Biodiv Sci ›› 2023, Vol. 31 ›› Issue (7): 23087.  DOI: 10.17520/biods.2023087

• Technology and Methodology • Previous Articles     Next Articles

A deep feature fusion-based method for bird sound recognition and its interpretability analysis

Jianmin Cai1, Peiyu He1, Zhipeng Yang2, Luying Li2, Qijun Zhao3, Fan Pan1,*()   

  1. 1. School of Electronic Information, Sichuan University, Chengdu 610065
    2. College of Electronic Engineering, Chengdu University of Information Technology, Chengdu 610225
    3. School of Computer Science (School of Software), Sichuan University, Chengdu 610065
  • Received:2023-03-08 Accepted:2023-06-14 Online:2023-07-20 Published:2023-06-29
  • Contact: *E-mail:


Background: Bird sound recognition is a crucial tool for ecological monitoring. However, current research still faces the challenges of achieving low recognition rates in complex datasets and a lack of robustness.
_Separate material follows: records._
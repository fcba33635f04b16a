//! Pixels Core - shared canvas engine
//!
//! This crate provides the connection hub behind the shared pixel canvas:
//! - Connection hub actor that serializes registrations and updates
//! - Per-address connection limits and token-bucket rate limiting
//! - Canvas storage (Redis and in-memory)
//! - Wire message types and inbound validation
//! - Graceful shutdown coordination

#![forbid(unsafe_code)]
#![warn(missing_docs)]

pub mod connection;
pub mod error;
pub mod hub;
pub mod protocol;
pub mod shutdown;
pub mod store;
pub mod utils;

pub use connection::{Connection, ConnectionId};
pub use error::{Error, Result};
pub use hub::{spawn_hub, ConnectionHub, HubConfig, HubHandle, HubStats};
pub use protocol::{decode_update, notice, CanvasLayout, ClientMessage, PixelUpdate, ServerMessage};
pub use shutdown::{
    shutdown_signal_with_controller, wait_for_shutdown_signal, SessionGuard, ShutdownController,
    ShutdownPhase,
};
pub use store::{CanvasStore, MemoryCanvasStore, RedisCanvasStore};
pub use utils::{AddressRateLimiter, RateLimitConfig, RateLimitResult};
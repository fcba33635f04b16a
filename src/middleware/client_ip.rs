//! Client address resolution
//!
//! Behind a reverse proxy the socket peer is the proxy itself, so the
//! address counted against connection and rate limits comes from the
//! forwarding headers when they are trusted.

use axum::{
    extract::{ConnectInfo, FromRequestParts},
    http::{request::Parts, HeaderMap, StatusCode},
    response::{IntoResponse, Response},
};
use std::net::{IpAddr, SocketAddr};
use tracing::warn;

use crate::server::config::ProxyConfig;

/// Resolved client address.
///
/// Reads [`ProxyConfig`] from the request extensions; forwarding headers are
/// ignored when it is missing.
#[derive(Debug, Clone, Copy, PartialEq, Eq)]
pub struct ClientIp(pub IpAddr);

/// Rejection when no address can be determined
#[derive(Debug)]
pub struct ClientIpRejection;

impl IntoResponse for ClientIpRejection {
    fn into_response(self) -> Response {
        (
            StatusCode::INTERNAL_SERVER_ERROR,
            "could not determine necessary information",
        )
            .into_response()
    }
}

#[async_trait::async_trait]
impl<S> FromRequestParts<S> for ClientIp
where
    S: Send + Sync,
{
    type Rejection = ClientIpRejection;

    async fn from_request_parts(
        parts: &mut Parts,
        _state: &S,
    ) -> std::result::Result<Self, Self::Rejection> {
        let trust_forwarded = parts
            .extensions
            .get::<ProxyConfig>()
            .map(|proxy| proxy.trust_forwarded_headers)
            .unwrap_or(false);
        let peer = parts
            .extensions
            .get::<ConnectInfo<SocketAddr>>()
            .map(|ConnectInfo(addr)| addr.ip());

        match resolve_client_ip(&parts.headers, peer, trust_forwarded) {
            Some(ip) => Ok(ClientIp(ip)),
            None => {
                warn!("Could not determine client address");
                Err(ClientIpRejection)
            }
        }
    }
}

/// Pick the client address: `X-Real-Ip`, then the first `X-Forwarded-For`
/// entry, then the socket peer.
pub fn resolve_client_ip(
    headers: &HeaderMap,
    peer: Option<IpAddr>,
    trust_forwarded: bool,
) -> Option<IpAddr> {
    if trust_forwarded {
        let real_ip = headers
            .get("x-real-ip")
            .and_then(|value| value.to_str().ok())
            .and_then(parse_addr);
        if real_ip.is_some() {
            return real_ip;
        }

        let forwarded = headers
            .get("x-forwarded-for")
            .and_then(|value| value.to_str().ok())
            .and_then(|value| value.split(',').next())
            .and_then(parse_addr);
        if forwarded.is_some() {
            return forwarded;
        }
    }

    peer
}

/// Parse `ip`, `ip:port` or `[v6]:port`
fn parse_addr(value: &str) -> Option<IpAddr> {
    let value = value.trim();
    if value.is_empty() {
        return None;
    }
    value
        .parse::<IpAddr>()
        .ok()
        .or_else(|| value.parse::<SocketAddr>().ok().map(|addr| addr.ip()))
}
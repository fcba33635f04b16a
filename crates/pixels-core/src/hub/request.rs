//! Requests accepted by the hub inbox
//!
//! Calls carry a reply slot and are always answered; notifications are
//! fire-and-forget.

use std::sync::Arc;

use tokio::sync::oneshot;

use crate::connection::{Connection, ConnectionId};
use crate::error::Result;
use crate::protocol::PixelUpdate;

/// Any request to the hub
pub enum HubRequest {
    /// Request/response
    Call(Call),
    /// Fire-and-forget
    Notify(Notification),
}

/// Requests that expect a reply
pub enum Call {
    /// Admit a new connection
    Register {
        /// Connection to admit
        conn: Arc<dyn Connection>,
        /// Admission outcome
        reply: oneshot::Sender<Result<()>>,
    },
    /// Number of live connections
    Count {
        /// Current count
        reply: oneshot::Sender<usize>,
    },
    /// Snapshot of hub bookkeeping
    Stats {
        /// Current stats
        reply: oneshot::Sender<HubStats>,
    },
}

/// Requests without a reply
#[derive(Debug)]
pub enum Notification {
    /// Remove a connection (idempotent)
    Deregister {
        /// Connection to remove
        id: ConnectionId,
    },
    /// Apply and fan out an update
    Broadcast {
        /// Originating connection
        src: ConnectionId,
        /// Validated update
        update: PixelUpdate,
    },
}

/// Hub bookkeeping at one point in the request order
#[derive(Debug, Clone, Copy, PartialEq, Eq, Default)]
pub struct HubStats {
    /// Live connections
    pub connections: usize,
    /// Distinct addresses with live connections
    pub addresses: usize,
    /// Addresses with rate-limiter state
    pub tracked_addresses: usize,
}

impl HubRequest {
    /// Short label for logs
    #[must_use]
    pub fn kind(&self) -> &'static str {
        match self {
            Self::Call(Call::Register { .. }) => "register",
            Self::Call(Call::Count { .. }) => "count",
            Self::Call(Call::Stats { .. }) => "stats",
            Self::Notify(Notification::Deregister { .. }) => "deregister",
            Self::Notify(Notification::Broadcast { .. }) => "broadcast",
        }
    }
}
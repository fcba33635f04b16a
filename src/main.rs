//! Pixels - shared pixel canvas server
//!
//! Entry point for the Pixels server.

#![forbid(unsafe_code)]

use anyhow::Result;
use tracing_subscriber::{layer::SubscriberExt, util::SubscriberInitExt};

mod api;
mod captcha;
mod middleware;
mod server;
mod websocket;

#[tokio::main]
async fn main() -> Result<()> {
    let _ = dotenvy::dotenv();

    tracing_subscriber::registry()
        .with(
            tracing_subscriber::EnvFilter::try_from_default_env()
                .unwrap_or_else(|_| "pixels=info,pixels_core=info,tower_http=info".into()),
        )
        .with(tracing_subscriber::fmt::layer())
        .init();

    server::run().await
}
Moreover, there is a noticeable absence of interpretability analysis for deep learning model in the existing research.

Methods: Firstly, we utilized a deep feature extraction network to extract features from the logarithmic Mel-spectrogram of bird sound and the deep features of the supplementary feature set. These two types of deep features were then fused and fed into a light gradient boosting machine (lightGBM) classifier for classification. Class activation maps were applied to perform interpretability analysis on deep learning models to understand how the models recognize bird sound.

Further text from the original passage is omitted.